→ Assigned task
Go line by line through the listing below and copy those that hold "wall".

→ Input
*-*-*
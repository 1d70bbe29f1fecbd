//! Server lifecycle management.
//!
//! [`start_server`] opens the record store, binds the listener and serves
//! until the shutdown future resolves, then waits briefly for queued
//! records to reach disk.

use std::future::Future;
use std::net::SocketAddr;
use std::sync::Arc;
use std::time::Duration;

use tokio::net::TcpListener;
use tracing::{info, warn};

use crate::config::ServerConfig;
use crate::router::build_router;
use crate::state::AppState;
use crate::store::{EventStore, StoreError};

/// How long shutdown waits for the record writer to drain.
const FLUSH_TIMEOUT: Duration = Duration::from_secs(5);

/// Errors that can occur when starting or running the server.
#[derive(Debug, thiserror::Error)]
pub enum ServerError {
    /// Failed to bind to the network address.
    #[error("bind error: {0}")]
    Bind(String),

    /// The server encountered a fatal error while serving.
    #[error("serve error: {0}")]
    Serve(String),

    /// The record store could not be opened.
    #[error("store error: {0}")]
    Store(#[from] StoreError),
}

/// Run the server until `shutdown` resolves.
///
/// # Errors
///
/// Returns an error if the store cannot be opened, the address is invalid
/// or cannot be bound, or serving fails.
pub async fn start_server<F>(config: &ServerConfig, shutdown: F) -> Result<(), ServerError>
where
    F: Future<Output = ()> + Send + 'static,
{
    let addr: SocketAddr = config
        .bind_address()
        .parse()
        .map_err(|e| ServerError::Bind(format!("invalid address: {e}")))?;

    let (store, writer) = EventStore::open(&config.data_dir, config.persist_queue).await?;
    info!(data_dir = %store.data_dir().display(), "record store opened");

    let state = Arc::new(AppState::new(store, config.broadcast_capacity));
    let router = build_router(Arc::clone(&state));

    let listener = TcpListener::bind(addr)
        .await
        .map_err(|e| ServerError::Bind(format!("bind failed on {addr}: {e}")))?;

    info!(%addr, "Lockstep server listening");

    axum::serve(listener, router)
        .with_graceful_shutdown(shutdown)
        .await
        .map_err(|e| ServerError::Serve(format!("serve error: {e}")))?;

    info!("shutting down, flushing records");
    drop(state);
    if tokio::time::timeout(FLUSH_TIMEOUT, writer).await.is_err() {
        warn!("record writer did not drain before timeout");
    }
    Ok(())
}

/// Resolve when the process receives Ctrl-C.
pub async fn shutdown_signal() {
    if let Err(e) = tokio::signal::ctrl_c().await {
        warn!(error = %e, "failed to listen for Ctrl-C");
        std::future::pending::<()>().await;
    }
}
//! Clock offset estimation against the authority's reference clock.
//!
//! Participants stamp events with `local_time + offset` so timestamps from
//! different machines are comparable. The offset is estimated by probing:
//!
//! ```text
//! Participant                     Authority
//!   |--- get time (sent_at) ------->|
//!   |<-- inform time (server_time) -|   (received_at)
//!
//!   round_trip = received_at - sent_at
//!   offset     = server_time - (sent_at + round_trip / 2)
//! ```
//!
//! The midpoint assumes symmetric latency, so the probe with the smallest
//! round trip carries the least error. [`ClockSync`] keeps only that best
//! estimate; a worse probe never replaces it.

use chrono::Utc;
use tracing::debug;

/// Errors produced while processing a probe reply.
#[derive(Debug, Clone, PartialEq, Eq, thiserror::Error)]
pub enum ClockSyncError {
    /// The reply was observed before the probe was sent.
    #[error("negative round trip: sent at {sent_at}, received at {received_at}")]
    NegativeRoundTrip {
        /// Local send time of the probe.
        sent_at: i64,
        /// Local receive time of the reply.
        received_at: i64,
    },

    /// A reply arrived with no probe outstanding to match it against.
    #[error("reply received with no outstanding probe")]
    NoOutstandingProbe,

    /// The offset computation overflowed.
    #[error("clock offset arithmetic overflow")]
    Overflow,
}

/// Source of local wall-clock time in milliseconds.
pub trait LocalClock: Send + Sync {
    /// Current local time in milliseconds since the Unix epoch.
    fn now_millis(&self) -> i64;
}

/// The system wall clock.
#[derive(Debug, Clone, Copy, Default)]
pub struct SystemClock;

impl LocalClock for SystemClock {
    fn now_millis(&self) -> i64 {
        Utc::now().timestamp_millis()
    }
}

/// One offset estimate derived from a probe.
#[derive(Debug, Clone, Copy, PartialEq, Eq)]
pub struct ClockEstimate {
    /// Round-trip time of the probe in milliseconds.
    pub round_trip_time: i64,
    /// `reference_time - local_time` at the probe midpoint.
    pub offset: i64,
}

impl ClockEstimate {
    /// Derive an estimate from one completed probe.
    ///
    /// # Errors
    ///
    /// Returns [`ClockSyncError::NegativeRoundTrip`] if `received_at` is
    /// earlier than `sent_at`, or [`ClockSyncError::Overflow`] if the
    /// timestamps are too far apart to subtract.
    pub fn from_probe(
        sent_at: i64,
        server_time: i64,
        received_at: i64,
    ) -> Result<Self, ClockSyncError> {
        let round_trip_time = received_at
            .checked_sub(sent_at)
            .ok_or(ClockSyncError::Overflow)?;
        if round_trip_time < 0 {
            return Err(ClockSyncError::NegativeRoundTrip {
                sent_at,
                received_at,
            });
        }
        let midpoint = sent_at
            .checked_add(round_trip_time.div_euclid(2))
            .ok_or(ClockSyncError::Overflow)?;
        let offset = server_time
            .checked_sub(midpoint)
            .ok_or(ClockSyncError::Overflow)?;
        Ok(Self {
            round_trip_time,
            offset,
        })
    }
}

/// Result of feeding one probe reply into [`ClockSync`].
#[derive(Debug, Clone, Copy, PartialEq, Eq)]
pub struct ProbeOutcome {
    /// The estimate derived from this probe alone.
    pub sample: ClockEstimate,
    /// Whether it replaced the retained estimate.
    pub improved: bool,
}

/// Best-so-far clock offset tracker for one synchronization session.
#[derive(Debug, Clone, Default)]
pub struct ClockSync {
    /// Lowest round-trip estimate seen.
    best: Option<ClockEstimate>,
    /// Send time of the most recent probe not yet answered.
    outstanding: Option<i64>,
    /// Number of replies processed.
    samples: u64,
}

impl ClockSync {
    /// Create a tracker with no estimate.
    pub const fn new() -> Self {
        Self {
            best: None,
            outstanding: None,
            samples: 0,
        }
    }

    /// Record that a probe is being sent at local time `sent_at`.
    ///
    /// Returns the value to put in the probe's `client_time` field.
    pub const fn begin_probe(&mut self, sent_at: i64) -> i64 {
        self.outstanding = Some(sent_at);
        sent_at
    }

    /// Process a reply to the outstanding probe.
    ///
    /// `echoed` is the `client_time` the authority echoed back, if any; it
    /// takes precedence over the locally remembered send time.
    ///
    /// # Errors
    ///
    /// Returns [`ClockSyncError::NoOutstandingProbe`] if neither an echoed
    /// nor a remembered send time is available, or any error of
    /// [`ClockSync::observe`].
    pub fn complete_probe(
        &mut self,
        echoed: Option<i64>,
        server_time: i64,
        received_at: i64,
    ) -> Result<ProbeOutcome, ClockSyncError> {
        let sent_at = echoed
            .or(self.outstanding)
            .ok_or(ClockSyncError::NoOutstandingProbe)?;
        if self.outstanding == Some(sent_at) {
            self.outstanding = None;
        }
        self.observe(sent_at, server_time, received_at)
    }

    /// Fold one completed probe into the tracker.
    ///
    /// The retained estimate changes only if this probe's round trip is
    /// strictly shorter than the best seen so far.
    ///
    /// # Errors
    ///
    /// Returns an error if the probe timestamps are inconsistent; the
    /// retained estimate is left untouched.
    pub fn observe(
        &mut self,
        sent_at: i64,
        server_time: i64,
        received_at: i64,
    ) -> Result<ProbeOutcome, ClockSyncError> {
        let sample = ClockEstimate::from_probe(sent_at, server_time, received_at)?;
        self.samples = self.samples.saturating_add(1);

        let improved = self
            .best
            .is_none_or(|best| sample.round_trip_time < best.round_trip_time);
        if improved {
            debug!(
                round_trip_ms = sample.round_trip_time,
                offset_ms = sample.offset,
                "clock estimate improved"
            );
            self.best = Some(sample);
        }
        Ok(ProbeOutcome { sample, improved })
    }

    /// Return the retained estimate, if any probe has completed.
    pub const fn estimate(&self) -> Option<ClockEstimate> {
        self.best
    }

    /// Return the retained offset, if any.
    pub fn offset(&self) -> Option<i64> {
        self.best.map(|b| b.offset)
    }

    /// Return the number of replies processed.
    pub const fn samples(&self) -> u64 {
        self.samples
    }

    /// Convert a local time to the reference timeline.
    ///
    /// Falls back to `local_time` unchanged when no estimate exists.
    pub fn to_reference(&self, local_time: i64) -> i64 {
        self.offset()
            .map_or(local_time, |offset| local_time.saturating_add(offset))
    }

    /// Read `clock` and convert the reading to the reference timeline.
    pub fn reference_now(&self, clock: &dyn LocalClock) -> i64 {
        self.to_reference(clock.now_millis())
    }
}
*-*-*
→ Task output
/// Source of local wall-clock time in milliseconds.
/// The system wall clock.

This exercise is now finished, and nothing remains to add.